■ Required action:
Count each line below that has "UiEvent" anywhere in it. Answer with the total alone.

■ Recorded information:
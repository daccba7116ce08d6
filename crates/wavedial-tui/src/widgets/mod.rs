pub mod scrollable_list;
pub mod volume;
//! Normalized input events the controller reacts to.
//!
//! The presenter turns raw terminal events into these; the controller never
//! sees crossterm types.

use ratatui::crossterm::event::{Event, KeyCode, KeyEvent, KeyEventKind, KeyModifiers};

#[derive(Debug, Clone, Copy, PartialEq, Eq)]
pub enum Key {
    // ── Playback ─────────────────────────────────────────────────────────────
    Confirm,
    Stop,
    Refresh,
    Pause,
    Mute,
    VolumeUp,
    VolumeDown,

    // ── Navigation ───────────────────────────────────────────────────────────
    Up,
    Down,
    PageUp,
    PageDown,
    Top,
    Bottom,
    LogUp,
    LogDown,

    // ── System ───────────────────────────────────────────────────────────────
    Quit,
}

#[derive(Debug, Clone, Copy, PartialEq, Eq)]
pub enum UiEvent {
    Key(Key),
    Resize(u16, u16),
}

/// One-line key help shown in the footer.
pub const HELP_FOOTER: &str = "k/↑ : Up | j/↓: Down | Enter: Select | p: Pause | m: Mute | s: Stop | +: Louder | -: Quieter | R: Refresh | q: Quit";

pub fn key_from_event(key: KeyEvent) -> Option<Key> {
    if key.kind == KeyEventKind::Release {
        return None;
    }
    if key.modifiers.contains(KeyModifiers::CONTROL) {
        return match key.code {
            KeyCode::Char('c') => Some(Key::Quit),
            _ => None,
        };
    }

    let mapped = match key.code {
        KeyCode::Enter => Key::Confirm,
        KeyCode::Char('s') => Key::Stop,
        KeyCode::Char('R') => Key::Refresh,
        KeyCode::Char('p') => Key::Pause,
        KeyCode::Char('m') => Key::Mute,
        KeyCode::Char('+') | KeyCode::Char('=') => Key::VolumeUp,
        KeyCode::Char('-') => Key::VolumeDown,
        KeyCode::Char('k') | KeyCode::Up => Key::Up,
        KeyCode::Char('j') | KeyCode::Down => Key::Down,
        KeyCode::Char('K') | KeyCode::PageUp => Key::PageUp,
        KeyCode::Char('J') | KeyCode::PageDown => Key::PageDown,
        KeyCode::Char('g') | KeyCode::Home => Key::Top,
        KeyCode::Char('G') | KeyCode::End => Key::Bottom,
        KeyCode::Char('h') | KeyCode::Left => Key::LogUp,
        KeyCode::Char('l') | KeyCode::Right => Key::LogDown,
        KeyCode::Char('q') | KeyCode::Esc => Key::Quit,
        _ => return None,
    };
    Some(mapped)
}

pub fn ui_event_from(event: Event) -> Option<UiEvent> {
    match event {
        Event::Key(key) => key_from_event(key).map(UiEvent::Key),
        Event::Resize(w, h) => Some(UiEvent::Resize(w, h)),
        _ => None,
    }
}
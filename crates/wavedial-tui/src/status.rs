//! Player status output → `StatusEvent`.
//!
//! The player announces stream metadata and volume changes as plain text:
//!
//! ```text
//! ICY Info: StreamTitle='Song A - Artist B';StreamUrl='';
//! Volume: 42 %
//! ```
//!
//! `drain_output` is the long-lived reader task: it takes each new process's
//! stdout from the hand-off channel, classifies every line, and reports
//! `StreamEnded` when that process's output closes.

use regex::Regex;
use tokio::io::{AsyncBufReadExt, BufReader};
use tokio::sync::mpsc;
use tracing::debug;

use crate::handoff::{OutputStream, PipeReceiver};

#[derive(Debug, Clone, PartialEq, Eq)]
pub enum StatusEvent {
    TitleChanged(String),
    VolumeChanged(u16),
    RawLine(String),
    /// The current process's output closed; carries the reason (`EOF` or the
    /// read error).
    StreamEnded(String),
}

pub struct StatusParser {
    title: Regex,
    volume: Regex,
}

impl StatusParser {
    pub fn new() -> anyhow::Result<Self> {
        Ok(Self {
            title: Regex::new(r"ICY Info: StreamTitle='(.*?)';")?,
            volume: Regex::new(r"Volume: (\d+)")?,
        })
    }

    /// Classify one line of player output.  Blank lines yield nothing.
    pub fn classify(&self, line: &str) -> Option<StatusEvent> {
        let line = line.trim_end_matches(['\r', '\n']);

        if let Some(caps) = self.title.captures(line) {
            return Some(StatusEvent::TitleChanged(caps[1].to_string()));
        }
        if let Some(caps) = self.volume.captures(line) {
            let percent = caps[1].parse().unwrap_or(0);
            return Some(StatusEvent::VolumeChanged(percent));
        }
        if line.trim().is_empty() {
            return None;
        }
        Some(StatusEvent::RawLine(line.to_string()))
    }
}

/// Reader task body.  Runs until the driver drops its end of the hand-off
/// channel or nobody listens for events any more.
pub async fn drain_output(
    mut pipes: PipeReceiver,
    parser: StatusParser,
    events: mpsc::UnboundedSender<StatusEvent>,
) {
    while let Some(stream) = pipes.recv().await {
        debug!("status: reading new player output");
        let Some(reason) = read_stream(stream, &parser, &events).await else {
            debug!("status: event receiver gone, stopping");
            return;
        };
        debug!("status: player output closed: {}", reason);
        if events.send(StatusEvent::StreamEnded(reason)).is_err() {
            return;
        }
    }
    debug!("status: hand-off channel closed");
}

/// Forward events for one stream.  Returns why the stream ended, or `None`
/// when the event receiver is gone.
async fn read_stream(
    stream: OutputStream,
    parser: &StatusParser,
    events: &mpsc::UnboundedSender<StatusEvent>,
) -> Option<String> {
    let mut reader = BufReader::new(stream);
    let mut buf = Vec::new();
    loop {
        buf.clear();
        match reader.read_until(b'\n', &mut buf).await {
            Ok(0) => return Some("EOF".to_string()),
            Ok(_) => {
                // Titles are not guaranteed to be UTF-8; status lines may be
                // redrawn in place with bare carriage returns.
                let text = String::from_utf8_lossy(&buf);
                for segment in text.split(['\r', '\n']) {
                    if let Some(event) = parser.classify(segment) {
                        events.send(event).ok()?;
                    }
                }
            }
            Err(e) => return Some(e.to_string()),
        }
    }
}
use std::path::{Path, PathBuf};

const APP_DIR: &str = "wavedial";

#[cfg(unix)]
pub fn player_binary_name() -> &'static str {
    "mplayer"
}

#[cfg(windows)]
pub fn player_binary_name() -> &'static str {
    "mplayer.exe"
}

pub fn data_dir() -> PathBuf {
    // On macOS and Linux, use ~/.local/share/wavedial/ (XDG standard)
    // instead of macOS Application Support for consistency
    #[cfg(unix)]
    {
        dirs::home_dir()
            .unwrap_or_else(|| PathBuf::from("/tmp"))
            .join(".local")
            .join("share")
            .join(APP_DIR)
    }
    #[cfg(windows)]
    {
        dirs::data_local_dir()
            .unwrap_or_else(|| PathBuf::from("."))
            .join(APP_DIR)
    }
}

pub fn config_dir() -> PathBuf {
    // On macOS and Linux, always use ~/.config/wavedial/
    #[cfg(unix)]
    {
        dirs::home_dir()
            .unwrap_or_else(|| PathBuf::from("."))
            .join(".config")
            .join(APP_DIR)
    }

    #[cfg(windows)]
    {
        dirs::config_dir()
            .unwrap_or_else(|| PathBuf::from("."))
            .join(APP_DIR)
    }
}

/// Expand a leading `~/` to the home directory.
pub fn expand_home(path: &Path) -> PathBuf {
    if let Ok(rest) = path.strip_prefix("~") {
        if let Some(home) = dirs::home_dir() {
            return home.join(rest);
        }
    }
    path.to_path_buf()
}

fn find_beside_exe(name: &str) -> Option<PathBuf> {
    let current_exe = std::env::current_exe().ok()?;
    let dir = current_exe.parent()?;
    let p = dir.join(name);
    if p.is_file() {
        return Some(p);
    }
    None
}

fn find_on_path(name: &str) -> Option<PathBuf> {
    let path = std::env::var_os("PATH")?;
    for dir in std::env::split_paths(&path) {
        let p = dir.join(name);
        if p.is_file() {
            return Some(p);
        }
        #[cfg(windows)]
        {
            let p = dir.join(format!("{}.exe", name));
            if p.is_file() {
                return Some(p);
            }
        }
    }
    None
}

/// Resolve a player executable the way a shell would.
///
/// Anything containing a path separator is taken literally; a bare name is
/// searched beside the current executable, then on `PATH`.
pub fn resolve_executable(name: &str) -> Option<PathBuf> {
    if name.is_empty() {
        return None;
    }

    let literal = Path::new(name);
    if literal.components().count() > 1 || literal.is_absolute() {
        let p = expand_home(literal);
        return p.is_file().then_some(p);
    }

    find_beside_exe(name).or_else(|| find_on_path(name))
}

#[cfg(test)]
mod tests {
    use super::*;

    #[test]
    fn test_resolve_empty_name() {
        assert!(resolve_executable("").is_none());
    }

    #[test]
    fn test_resolve_missing_binary() {
        assert!(resolve_executable("definitely-not-a-real-player-binary-4711").is_none());
        assert!(resolve_executable("/nonexistent/dir/mplayer").is_none());
    }

    #[cfg(unix)]
    #[test]
    fn test_resolve_shell_on_path() {
        let sh = resolve_executable("sh").expect("sh should be on PATH");
        assert!(sh.ends_with("sh"));
        assert!(resolve_executable("/bin/sh").is_some());
    }

    #[test]
    fn test_expand_home() {
        let plain = expand_home(Path::new("/etc/stations.csv"));
        assert_eq!(plain, PathBuf::from("/etc/stations.csv"));

        if let Some(home) = dirs::home_dir() {
            let expanded = expand_home(Path::new("~/radio/stations.csv"));
            assert_eq!(expanded, home.join("radio/stations.csv"));
        }
    }
}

■ Result for this exercise:
4